> **Raw data**:
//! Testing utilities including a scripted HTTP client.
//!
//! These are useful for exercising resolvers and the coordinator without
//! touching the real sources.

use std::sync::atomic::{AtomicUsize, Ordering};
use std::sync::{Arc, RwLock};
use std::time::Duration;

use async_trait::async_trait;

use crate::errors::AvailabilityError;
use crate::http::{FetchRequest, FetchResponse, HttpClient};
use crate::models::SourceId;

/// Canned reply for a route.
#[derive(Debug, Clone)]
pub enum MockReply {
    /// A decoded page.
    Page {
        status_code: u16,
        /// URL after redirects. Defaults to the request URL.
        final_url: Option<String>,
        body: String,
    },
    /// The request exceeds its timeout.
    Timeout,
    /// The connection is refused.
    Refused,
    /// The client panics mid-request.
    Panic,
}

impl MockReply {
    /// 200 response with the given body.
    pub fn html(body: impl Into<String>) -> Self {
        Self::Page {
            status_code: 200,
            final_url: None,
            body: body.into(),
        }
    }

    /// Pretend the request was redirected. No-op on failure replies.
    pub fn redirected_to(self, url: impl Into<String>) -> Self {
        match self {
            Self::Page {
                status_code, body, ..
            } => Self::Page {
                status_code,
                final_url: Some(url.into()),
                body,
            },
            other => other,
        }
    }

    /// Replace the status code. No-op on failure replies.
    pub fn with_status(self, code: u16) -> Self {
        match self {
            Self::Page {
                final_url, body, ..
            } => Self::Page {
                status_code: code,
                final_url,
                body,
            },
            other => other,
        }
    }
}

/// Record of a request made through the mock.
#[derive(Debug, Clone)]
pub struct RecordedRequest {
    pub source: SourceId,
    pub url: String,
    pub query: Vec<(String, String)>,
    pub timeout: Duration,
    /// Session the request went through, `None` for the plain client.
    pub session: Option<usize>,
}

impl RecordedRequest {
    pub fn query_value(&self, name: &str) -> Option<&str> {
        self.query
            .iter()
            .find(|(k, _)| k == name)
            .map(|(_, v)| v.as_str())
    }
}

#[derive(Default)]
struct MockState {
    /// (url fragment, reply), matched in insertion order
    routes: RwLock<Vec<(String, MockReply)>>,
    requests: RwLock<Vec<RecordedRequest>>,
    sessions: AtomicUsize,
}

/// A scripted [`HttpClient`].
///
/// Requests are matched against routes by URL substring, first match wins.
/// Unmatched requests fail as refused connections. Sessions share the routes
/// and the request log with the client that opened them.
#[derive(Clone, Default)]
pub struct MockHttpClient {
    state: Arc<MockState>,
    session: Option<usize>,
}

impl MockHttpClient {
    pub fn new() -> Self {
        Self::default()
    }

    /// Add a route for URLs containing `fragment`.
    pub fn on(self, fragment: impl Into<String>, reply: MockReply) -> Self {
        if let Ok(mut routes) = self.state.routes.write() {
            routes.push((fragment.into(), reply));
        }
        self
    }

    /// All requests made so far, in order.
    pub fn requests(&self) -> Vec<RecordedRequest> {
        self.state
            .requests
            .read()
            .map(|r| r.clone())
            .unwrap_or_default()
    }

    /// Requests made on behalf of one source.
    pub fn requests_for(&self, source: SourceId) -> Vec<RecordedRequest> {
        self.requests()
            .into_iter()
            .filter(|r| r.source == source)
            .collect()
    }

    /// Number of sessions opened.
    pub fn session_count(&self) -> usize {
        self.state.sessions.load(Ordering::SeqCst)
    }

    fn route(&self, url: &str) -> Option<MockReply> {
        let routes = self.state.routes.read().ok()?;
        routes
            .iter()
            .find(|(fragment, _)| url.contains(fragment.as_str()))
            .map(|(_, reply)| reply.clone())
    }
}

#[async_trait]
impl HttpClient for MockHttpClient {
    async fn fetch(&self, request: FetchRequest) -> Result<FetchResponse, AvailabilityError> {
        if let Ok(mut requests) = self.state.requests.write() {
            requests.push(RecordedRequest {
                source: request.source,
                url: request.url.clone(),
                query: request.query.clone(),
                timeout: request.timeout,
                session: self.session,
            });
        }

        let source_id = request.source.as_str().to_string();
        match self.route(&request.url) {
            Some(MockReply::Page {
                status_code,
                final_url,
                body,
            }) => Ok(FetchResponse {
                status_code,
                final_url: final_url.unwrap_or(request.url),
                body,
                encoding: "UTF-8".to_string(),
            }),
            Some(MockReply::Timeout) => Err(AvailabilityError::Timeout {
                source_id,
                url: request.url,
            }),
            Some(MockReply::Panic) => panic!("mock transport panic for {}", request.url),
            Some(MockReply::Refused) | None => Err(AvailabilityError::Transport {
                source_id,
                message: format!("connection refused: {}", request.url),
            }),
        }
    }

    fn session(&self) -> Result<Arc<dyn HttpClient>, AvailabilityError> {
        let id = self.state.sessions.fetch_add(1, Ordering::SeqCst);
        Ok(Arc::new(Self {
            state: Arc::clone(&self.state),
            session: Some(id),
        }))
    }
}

...

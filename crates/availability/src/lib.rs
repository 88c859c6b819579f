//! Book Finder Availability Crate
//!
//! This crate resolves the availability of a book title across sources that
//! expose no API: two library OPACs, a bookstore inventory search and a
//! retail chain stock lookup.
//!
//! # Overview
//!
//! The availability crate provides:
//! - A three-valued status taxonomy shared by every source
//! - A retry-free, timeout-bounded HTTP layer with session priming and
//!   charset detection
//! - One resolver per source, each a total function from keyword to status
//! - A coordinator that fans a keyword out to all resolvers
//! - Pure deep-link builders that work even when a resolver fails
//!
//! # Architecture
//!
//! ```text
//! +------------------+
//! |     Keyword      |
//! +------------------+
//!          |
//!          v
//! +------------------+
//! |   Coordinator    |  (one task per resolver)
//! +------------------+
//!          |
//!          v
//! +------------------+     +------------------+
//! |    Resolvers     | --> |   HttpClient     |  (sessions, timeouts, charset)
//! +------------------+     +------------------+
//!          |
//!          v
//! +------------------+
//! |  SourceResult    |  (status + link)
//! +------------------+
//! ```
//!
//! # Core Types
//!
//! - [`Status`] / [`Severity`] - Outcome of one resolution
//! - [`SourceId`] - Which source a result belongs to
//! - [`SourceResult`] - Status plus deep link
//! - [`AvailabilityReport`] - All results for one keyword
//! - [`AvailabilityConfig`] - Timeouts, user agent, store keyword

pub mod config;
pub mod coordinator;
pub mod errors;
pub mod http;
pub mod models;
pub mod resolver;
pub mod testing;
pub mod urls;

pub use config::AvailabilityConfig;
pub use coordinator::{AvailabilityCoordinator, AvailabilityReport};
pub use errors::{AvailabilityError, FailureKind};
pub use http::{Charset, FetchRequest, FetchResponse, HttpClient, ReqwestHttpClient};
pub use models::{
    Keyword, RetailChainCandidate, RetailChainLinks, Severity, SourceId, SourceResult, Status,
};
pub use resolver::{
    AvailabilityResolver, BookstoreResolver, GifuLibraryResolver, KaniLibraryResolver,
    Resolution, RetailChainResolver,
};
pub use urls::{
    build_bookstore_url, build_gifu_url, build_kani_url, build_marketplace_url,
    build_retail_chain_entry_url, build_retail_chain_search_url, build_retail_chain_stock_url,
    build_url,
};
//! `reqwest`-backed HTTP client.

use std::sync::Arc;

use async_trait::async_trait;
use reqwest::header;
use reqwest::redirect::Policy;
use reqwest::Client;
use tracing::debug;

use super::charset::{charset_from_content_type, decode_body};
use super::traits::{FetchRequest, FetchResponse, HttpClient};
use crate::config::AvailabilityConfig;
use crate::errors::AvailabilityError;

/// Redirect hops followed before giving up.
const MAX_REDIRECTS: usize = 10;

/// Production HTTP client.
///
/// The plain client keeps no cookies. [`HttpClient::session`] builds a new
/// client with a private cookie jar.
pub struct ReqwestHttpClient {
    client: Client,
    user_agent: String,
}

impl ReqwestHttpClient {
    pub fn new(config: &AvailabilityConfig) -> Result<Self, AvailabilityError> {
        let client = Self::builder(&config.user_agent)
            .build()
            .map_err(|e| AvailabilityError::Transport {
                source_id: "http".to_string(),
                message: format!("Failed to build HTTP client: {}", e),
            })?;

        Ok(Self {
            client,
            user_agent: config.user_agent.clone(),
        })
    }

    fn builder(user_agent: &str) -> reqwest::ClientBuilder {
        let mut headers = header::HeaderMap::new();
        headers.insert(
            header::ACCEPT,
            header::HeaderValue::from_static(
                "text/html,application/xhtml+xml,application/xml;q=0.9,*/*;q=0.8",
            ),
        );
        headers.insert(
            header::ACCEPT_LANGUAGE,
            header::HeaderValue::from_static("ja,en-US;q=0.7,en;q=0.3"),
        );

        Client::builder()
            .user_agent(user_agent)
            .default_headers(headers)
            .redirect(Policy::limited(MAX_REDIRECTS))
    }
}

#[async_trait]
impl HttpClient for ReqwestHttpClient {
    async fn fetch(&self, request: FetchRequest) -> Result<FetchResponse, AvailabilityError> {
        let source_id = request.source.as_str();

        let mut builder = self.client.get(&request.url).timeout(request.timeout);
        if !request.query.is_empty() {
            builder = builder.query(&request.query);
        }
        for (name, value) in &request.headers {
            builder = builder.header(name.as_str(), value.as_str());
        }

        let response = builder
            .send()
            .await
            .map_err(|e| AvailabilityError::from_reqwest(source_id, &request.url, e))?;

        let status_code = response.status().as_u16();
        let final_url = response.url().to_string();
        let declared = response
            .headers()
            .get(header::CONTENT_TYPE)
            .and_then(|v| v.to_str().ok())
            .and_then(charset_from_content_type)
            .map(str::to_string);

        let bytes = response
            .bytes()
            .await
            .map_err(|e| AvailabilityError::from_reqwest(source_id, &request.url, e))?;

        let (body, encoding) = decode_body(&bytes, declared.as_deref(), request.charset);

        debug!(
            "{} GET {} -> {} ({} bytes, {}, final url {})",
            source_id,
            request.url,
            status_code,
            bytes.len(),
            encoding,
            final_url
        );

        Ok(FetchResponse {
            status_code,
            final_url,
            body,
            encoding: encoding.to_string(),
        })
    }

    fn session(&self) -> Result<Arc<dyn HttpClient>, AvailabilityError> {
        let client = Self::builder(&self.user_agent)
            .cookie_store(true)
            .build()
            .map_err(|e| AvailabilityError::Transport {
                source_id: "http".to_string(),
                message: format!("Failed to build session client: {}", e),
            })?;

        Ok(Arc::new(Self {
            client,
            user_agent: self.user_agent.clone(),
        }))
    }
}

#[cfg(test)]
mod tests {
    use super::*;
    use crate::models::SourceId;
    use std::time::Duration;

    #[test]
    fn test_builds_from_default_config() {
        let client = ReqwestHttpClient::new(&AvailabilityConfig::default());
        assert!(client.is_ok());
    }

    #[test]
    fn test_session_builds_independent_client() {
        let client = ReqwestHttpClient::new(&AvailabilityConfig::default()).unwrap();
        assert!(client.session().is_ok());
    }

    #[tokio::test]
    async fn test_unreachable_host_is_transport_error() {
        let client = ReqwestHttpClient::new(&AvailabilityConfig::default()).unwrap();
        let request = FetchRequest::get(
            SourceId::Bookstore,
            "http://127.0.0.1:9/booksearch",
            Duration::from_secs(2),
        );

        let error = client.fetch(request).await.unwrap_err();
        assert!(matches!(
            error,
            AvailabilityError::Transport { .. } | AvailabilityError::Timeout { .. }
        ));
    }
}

==

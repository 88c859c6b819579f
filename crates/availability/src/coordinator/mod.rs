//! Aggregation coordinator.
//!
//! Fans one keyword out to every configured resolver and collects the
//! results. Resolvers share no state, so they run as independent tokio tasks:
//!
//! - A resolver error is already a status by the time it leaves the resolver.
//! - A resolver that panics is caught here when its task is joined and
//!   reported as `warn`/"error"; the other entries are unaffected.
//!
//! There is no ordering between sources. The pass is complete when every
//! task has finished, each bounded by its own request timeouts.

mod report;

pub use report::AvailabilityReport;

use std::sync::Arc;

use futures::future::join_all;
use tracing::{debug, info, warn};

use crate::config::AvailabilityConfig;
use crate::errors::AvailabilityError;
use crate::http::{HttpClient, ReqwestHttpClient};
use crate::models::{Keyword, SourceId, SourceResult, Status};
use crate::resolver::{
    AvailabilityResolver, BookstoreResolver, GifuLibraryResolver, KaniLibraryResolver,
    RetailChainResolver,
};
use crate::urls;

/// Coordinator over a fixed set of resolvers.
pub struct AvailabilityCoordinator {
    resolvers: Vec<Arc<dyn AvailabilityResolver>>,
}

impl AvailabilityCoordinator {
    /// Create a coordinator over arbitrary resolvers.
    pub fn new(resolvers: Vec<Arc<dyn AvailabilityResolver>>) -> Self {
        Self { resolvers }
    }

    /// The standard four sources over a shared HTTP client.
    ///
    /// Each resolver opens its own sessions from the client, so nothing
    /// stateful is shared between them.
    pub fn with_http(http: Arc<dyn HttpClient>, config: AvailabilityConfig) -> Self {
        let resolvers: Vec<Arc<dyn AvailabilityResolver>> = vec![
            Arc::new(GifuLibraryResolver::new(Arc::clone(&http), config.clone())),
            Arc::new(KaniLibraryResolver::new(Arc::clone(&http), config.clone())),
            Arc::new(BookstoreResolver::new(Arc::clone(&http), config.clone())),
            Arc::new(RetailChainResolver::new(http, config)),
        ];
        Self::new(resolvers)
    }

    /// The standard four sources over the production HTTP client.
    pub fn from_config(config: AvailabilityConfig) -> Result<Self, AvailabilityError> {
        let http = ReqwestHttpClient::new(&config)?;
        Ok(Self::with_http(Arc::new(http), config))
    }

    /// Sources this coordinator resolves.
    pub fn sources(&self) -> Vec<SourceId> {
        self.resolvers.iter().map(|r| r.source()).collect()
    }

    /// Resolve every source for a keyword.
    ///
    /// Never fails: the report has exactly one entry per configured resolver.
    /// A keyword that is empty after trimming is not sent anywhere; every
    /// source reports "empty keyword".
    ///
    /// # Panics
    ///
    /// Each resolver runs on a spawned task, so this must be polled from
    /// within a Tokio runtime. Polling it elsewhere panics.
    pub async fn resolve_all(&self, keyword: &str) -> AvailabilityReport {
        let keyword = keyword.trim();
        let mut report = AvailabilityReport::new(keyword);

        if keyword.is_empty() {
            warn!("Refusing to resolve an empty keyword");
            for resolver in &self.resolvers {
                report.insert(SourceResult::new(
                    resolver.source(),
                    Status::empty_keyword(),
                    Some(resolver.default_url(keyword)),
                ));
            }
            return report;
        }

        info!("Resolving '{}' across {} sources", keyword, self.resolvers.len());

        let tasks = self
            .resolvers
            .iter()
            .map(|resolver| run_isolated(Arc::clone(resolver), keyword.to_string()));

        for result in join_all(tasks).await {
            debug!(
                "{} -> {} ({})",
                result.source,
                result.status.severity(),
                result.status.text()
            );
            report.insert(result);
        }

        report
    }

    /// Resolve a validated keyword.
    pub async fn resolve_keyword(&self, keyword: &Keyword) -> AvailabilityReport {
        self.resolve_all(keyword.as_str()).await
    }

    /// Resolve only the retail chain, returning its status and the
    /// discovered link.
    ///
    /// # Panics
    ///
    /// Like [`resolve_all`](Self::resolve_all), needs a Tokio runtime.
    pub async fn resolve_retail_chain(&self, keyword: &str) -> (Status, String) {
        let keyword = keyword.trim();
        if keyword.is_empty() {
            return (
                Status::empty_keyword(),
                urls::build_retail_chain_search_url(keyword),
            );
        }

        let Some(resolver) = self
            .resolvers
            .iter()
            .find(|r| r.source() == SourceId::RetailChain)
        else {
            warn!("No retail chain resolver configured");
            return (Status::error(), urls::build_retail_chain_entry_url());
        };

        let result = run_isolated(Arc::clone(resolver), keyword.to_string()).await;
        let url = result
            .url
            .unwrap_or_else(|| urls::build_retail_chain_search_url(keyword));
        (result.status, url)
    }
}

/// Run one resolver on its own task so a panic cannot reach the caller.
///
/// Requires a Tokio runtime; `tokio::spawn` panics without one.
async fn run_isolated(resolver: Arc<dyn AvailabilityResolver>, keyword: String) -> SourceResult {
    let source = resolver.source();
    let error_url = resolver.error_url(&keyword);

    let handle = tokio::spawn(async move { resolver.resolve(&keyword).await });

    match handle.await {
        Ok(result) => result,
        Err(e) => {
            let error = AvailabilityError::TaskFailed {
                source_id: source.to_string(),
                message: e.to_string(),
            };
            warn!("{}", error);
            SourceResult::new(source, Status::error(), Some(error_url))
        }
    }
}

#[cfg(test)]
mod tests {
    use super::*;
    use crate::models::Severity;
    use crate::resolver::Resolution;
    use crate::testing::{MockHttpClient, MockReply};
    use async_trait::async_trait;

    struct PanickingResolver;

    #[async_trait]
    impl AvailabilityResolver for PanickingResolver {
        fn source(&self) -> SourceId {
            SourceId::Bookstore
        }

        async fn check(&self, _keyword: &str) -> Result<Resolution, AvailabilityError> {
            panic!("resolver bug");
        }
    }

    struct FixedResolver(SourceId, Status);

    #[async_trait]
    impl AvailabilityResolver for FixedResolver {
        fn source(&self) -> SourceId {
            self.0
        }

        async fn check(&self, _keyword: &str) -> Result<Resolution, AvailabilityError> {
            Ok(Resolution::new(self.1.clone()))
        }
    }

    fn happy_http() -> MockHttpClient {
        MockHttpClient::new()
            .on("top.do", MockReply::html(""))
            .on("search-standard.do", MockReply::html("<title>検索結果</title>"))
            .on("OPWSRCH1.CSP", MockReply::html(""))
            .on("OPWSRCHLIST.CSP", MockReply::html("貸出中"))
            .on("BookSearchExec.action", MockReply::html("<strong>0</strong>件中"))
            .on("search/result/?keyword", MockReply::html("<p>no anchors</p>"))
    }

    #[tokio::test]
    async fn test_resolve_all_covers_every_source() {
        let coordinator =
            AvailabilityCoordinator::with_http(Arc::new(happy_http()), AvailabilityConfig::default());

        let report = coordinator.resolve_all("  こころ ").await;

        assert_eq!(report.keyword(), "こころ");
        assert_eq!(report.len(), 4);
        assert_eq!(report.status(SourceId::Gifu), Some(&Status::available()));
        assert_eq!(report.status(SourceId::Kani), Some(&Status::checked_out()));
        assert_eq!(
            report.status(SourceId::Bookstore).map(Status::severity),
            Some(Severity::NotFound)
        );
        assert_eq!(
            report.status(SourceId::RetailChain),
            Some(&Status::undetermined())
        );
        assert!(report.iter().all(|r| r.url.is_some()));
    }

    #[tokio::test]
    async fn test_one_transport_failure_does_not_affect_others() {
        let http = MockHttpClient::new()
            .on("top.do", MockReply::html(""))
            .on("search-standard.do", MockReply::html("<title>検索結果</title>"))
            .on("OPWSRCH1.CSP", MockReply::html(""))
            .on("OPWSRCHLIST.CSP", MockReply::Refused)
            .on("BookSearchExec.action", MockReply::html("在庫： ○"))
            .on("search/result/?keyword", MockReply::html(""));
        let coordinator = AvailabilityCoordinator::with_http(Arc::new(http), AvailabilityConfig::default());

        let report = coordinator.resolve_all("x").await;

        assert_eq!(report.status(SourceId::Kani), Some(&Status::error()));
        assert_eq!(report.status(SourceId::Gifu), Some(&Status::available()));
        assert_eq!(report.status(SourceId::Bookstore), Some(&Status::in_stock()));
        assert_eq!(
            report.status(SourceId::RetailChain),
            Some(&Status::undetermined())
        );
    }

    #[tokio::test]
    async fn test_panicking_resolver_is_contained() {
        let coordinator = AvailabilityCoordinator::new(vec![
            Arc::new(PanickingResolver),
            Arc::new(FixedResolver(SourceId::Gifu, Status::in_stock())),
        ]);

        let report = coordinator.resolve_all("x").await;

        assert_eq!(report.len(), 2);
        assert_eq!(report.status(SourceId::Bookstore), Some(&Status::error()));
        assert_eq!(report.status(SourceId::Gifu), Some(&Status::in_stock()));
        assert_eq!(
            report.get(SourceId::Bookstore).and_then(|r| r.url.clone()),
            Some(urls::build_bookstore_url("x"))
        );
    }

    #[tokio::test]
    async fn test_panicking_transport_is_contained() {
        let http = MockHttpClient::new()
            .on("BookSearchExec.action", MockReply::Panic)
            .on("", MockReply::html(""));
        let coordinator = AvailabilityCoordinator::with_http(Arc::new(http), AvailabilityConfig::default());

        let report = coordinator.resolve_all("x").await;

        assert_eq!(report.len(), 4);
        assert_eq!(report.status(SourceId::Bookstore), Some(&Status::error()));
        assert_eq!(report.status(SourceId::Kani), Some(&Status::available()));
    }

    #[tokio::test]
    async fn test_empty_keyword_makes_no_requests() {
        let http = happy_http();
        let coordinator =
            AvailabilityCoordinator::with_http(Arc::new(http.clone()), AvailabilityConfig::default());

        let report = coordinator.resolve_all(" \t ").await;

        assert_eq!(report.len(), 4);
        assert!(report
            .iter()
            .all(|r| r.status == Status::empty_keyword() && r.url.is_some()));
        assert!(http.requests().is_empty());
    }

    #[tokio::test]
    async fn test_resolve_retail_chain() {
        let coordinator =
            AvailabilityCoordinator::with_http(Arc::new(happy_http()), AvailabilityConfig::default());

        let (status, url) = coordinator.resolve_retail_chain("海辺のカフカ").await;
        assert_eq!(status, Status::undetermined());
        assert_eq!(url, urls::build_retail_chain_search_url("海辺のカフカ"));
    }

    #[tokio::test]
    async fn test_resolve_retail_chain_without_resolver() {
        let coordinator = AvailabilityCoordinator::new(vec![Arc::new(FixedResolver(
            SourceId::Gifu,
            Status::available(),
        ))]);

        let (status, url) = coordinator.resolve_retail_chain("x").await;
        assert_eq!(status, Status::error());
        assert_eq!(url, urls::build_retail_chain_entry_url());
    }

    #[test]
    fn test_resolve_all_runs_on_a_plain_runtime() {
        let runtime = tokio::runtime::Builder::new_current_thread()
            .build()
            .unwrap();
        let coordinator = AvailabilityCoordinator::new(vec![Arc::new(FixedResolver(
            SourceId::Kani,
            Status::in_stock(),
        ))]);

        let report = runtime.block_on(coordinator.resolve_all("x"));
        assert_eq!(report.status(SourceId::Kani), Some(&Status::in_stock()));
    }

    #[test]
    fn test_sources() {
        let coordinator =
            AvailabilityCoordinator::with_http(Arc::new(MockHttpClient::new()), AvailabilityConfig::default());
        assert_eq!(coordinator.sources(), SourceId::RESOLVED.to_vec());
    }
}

> **Task objective**: Each line in the listing above that includes the word "through" needs to be copied out.

> **Response area**:
/// Record of a request made through the mock.
    /// Session the request went through, `None` for the plain client.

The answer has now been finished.